[Saved entries]
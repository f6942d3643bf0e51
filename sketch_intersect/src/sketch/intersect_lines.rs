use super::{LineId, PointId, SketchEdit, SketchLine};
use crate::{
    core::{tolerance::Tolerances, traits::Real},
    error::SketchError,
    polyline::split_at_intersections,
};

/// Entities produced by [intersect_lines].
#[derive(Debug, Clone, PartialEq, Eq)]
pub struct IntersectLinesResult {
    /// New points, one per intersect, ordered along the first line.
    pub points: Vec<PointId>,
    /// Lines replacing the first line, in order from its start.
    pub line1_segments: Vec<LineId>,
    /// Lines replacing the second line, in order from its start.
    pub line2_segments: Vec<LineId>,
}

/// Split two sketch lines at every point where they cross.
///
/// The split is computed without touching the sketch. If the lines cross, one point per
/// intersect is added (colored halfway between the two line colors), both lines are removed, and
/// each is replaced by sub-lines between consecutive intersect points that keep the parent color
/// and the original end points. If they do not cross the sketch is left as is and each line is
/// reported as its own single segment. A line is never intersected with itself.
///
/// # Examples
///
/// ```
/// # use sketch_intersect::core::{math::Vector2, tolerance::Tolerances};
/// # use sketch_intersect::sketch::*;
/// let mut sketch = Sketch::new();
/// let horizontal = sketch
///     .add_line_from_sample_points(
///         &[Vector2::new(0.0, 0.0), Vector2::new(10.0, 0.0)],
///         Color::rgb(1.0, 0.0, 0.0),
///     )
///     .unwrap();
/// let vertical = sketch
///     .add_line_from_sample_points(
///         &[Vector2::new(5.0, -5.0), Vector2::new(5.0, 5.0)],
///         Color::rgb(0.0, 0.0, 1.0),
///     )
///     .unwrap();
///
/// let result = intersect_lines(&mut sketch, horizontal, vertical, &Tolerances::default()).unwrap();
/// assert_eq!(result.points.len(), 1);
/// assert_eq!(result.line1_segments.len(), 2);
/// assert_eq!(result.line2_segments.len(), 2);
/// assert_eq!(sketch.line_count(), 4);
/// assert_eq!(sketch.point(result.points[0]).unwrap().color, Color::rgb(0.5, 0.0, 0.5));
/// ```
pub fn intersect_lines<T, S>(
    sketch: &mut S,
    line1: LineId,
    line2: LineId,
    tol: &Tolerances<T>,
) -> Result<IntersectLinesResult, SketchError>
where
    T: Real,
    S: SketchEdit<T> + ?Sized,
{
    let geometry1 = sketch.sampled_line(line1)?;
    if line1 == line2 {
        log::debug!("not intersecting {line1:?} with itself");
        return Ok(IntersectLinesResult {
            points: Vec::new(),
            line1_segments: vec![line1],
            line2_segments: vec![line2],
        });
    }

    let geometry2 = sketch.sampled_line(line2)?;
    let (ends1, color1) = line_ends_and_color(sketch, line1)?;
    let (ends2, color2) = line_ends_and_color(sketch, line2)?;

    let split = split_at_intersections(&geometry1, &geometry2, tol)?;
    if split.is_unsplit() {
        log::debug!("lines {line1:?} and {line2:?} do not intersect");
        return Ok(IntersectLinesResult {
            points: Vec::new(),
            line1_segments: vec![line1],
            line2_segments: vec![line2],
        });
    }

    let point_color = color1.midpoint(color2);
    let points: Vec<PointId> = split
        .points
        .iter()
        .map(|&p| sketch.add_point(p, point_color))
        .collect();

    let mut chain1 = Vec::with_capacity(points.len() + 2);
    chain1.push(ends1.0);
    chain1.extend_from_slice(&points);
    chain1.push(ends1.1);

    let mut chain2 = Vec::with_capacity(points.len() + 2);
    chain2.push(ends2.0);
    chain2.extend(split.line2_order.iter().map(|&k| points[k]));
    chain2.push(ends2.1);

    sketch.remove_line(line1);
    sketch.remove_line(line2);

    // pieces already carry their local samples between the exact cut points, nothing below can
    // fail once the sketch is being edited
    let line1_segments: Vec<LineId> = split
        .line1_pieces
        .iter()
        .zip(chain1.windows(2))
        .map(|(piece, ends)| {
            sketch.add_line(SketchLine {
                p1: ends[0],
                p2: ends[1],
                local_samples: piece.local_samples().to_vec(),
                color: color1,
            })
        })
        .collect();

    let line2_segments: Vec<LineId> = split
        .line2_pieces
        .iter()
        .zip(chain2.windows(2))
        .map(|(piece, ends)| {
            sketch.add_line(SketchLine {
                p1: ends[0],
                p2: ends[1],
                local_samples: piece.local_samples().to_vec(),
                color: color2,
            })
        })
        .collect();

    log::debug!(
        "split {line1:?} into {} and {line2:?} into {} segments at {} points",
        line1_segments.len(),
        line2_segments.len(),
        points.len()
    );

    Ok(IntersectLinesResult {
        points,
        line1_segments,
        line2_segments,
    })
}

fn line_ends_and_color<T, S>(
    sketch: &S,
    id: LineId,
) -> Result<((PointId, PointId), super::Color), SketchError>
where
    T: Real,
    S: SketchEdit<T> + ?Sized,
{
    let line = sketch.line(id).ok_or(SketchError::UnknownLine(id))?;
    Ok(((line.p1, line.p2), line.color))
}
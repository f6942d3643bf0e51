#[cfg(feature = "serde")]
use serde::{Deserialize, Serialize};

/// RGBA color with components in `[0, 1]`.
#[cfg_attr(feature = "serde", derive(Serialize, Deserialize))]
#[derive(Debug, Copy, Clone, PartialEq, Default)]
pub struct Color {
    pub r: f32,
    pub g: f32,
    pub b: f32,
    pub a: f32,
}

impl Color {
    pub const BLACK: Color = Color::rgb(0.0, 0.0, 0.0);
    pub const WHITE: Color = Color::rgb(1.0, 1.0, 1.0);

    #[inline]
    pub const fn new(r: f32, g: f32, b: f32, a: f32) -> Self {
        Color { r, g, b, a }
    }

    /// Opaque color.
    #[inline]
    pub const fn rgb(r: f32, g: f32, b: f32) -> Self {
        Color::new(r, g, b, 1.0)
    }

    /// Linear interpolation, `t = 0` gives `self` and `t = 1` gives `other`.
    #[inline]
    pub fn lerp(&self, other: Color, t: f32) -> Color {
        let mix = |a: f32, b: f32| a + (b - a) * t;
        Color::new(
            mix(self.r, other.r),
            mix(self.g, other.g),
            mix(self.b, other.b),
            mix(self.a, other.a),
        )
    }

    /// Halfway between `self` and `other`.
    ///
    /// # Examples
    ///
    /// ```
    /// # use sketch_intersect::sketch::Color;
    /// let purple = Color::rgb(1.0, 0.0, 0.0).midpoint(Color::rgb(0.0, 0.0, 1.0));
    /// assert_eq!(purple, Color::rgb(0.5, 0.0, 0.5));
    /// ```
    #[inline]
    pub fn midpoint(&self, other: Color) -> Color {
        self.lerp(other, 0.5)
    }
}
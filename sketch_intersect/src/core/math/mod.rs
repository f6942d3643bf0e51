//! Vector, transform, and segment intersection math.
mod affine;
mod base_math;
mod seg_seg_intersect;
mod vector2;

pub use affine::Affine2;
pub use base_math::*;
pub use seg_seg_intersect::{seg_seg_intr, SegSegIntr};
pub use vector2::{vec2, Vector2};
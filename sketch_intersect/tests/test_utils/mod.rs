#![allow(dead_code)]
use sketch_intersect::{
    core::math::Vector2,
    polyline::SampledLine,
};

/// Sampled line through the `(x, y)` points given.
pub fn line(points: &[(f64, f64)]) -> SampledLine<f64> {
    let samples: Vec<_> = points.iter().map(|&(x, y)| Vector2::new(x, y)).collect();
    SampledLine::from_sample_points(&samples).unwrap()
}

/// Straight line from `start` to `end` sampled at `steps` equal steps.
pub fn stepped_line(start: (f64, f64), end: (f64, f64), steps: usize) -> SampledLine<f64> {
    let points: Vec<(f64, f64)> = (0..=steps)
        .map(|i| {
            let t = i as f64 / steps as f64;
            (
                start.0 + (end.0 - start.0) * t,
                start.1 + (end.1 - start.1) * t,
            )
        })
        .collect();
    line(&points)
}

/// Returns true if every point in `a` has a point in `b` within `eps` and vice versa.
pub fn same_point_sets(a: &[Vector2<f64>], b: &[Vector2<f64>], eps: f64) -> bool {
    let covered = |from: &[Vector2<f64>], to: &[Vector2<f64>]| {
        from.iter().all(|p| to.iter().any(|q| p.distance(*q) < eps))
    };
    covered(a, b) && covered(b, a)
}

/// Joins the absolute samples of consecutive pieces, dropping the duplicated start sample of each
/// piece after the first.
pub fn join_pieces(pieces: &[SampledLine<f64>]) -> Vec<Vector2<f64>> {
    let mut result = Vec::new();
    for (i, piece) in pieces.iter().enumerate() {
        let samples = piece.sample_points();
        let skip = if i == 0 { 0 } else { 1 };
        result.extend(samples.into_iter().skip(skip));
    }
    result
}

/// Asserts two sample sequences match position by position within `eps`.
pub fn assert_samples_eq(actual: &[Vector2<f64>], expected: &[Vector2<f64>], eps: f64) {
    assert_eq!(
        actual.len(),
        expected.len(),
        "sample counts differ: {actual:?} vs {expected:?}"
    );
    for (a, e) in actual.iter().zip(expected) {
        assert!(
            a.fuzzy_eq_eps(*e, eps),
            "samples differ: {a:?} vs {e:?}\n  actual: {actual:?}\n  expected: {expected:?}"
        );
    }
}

## What you are asked to do
In restating the data, begin at its first line, reproduce each line word for word, and conclude with the line that contains "produced by [intersect_lines].".

## The completed task
repository f6942d3643bf0e51
filename sketch_intersect/src/sketch/intersect_lines.rs
use super::{LineId, PointId, SketchEdit, SketchLine};
use crate::{
    core::{tolerance::Tolerances, traits::Real},
    error::SketchError,
    polyline::split_at_intersections,
};

/// Entities produced by [intersect_lines].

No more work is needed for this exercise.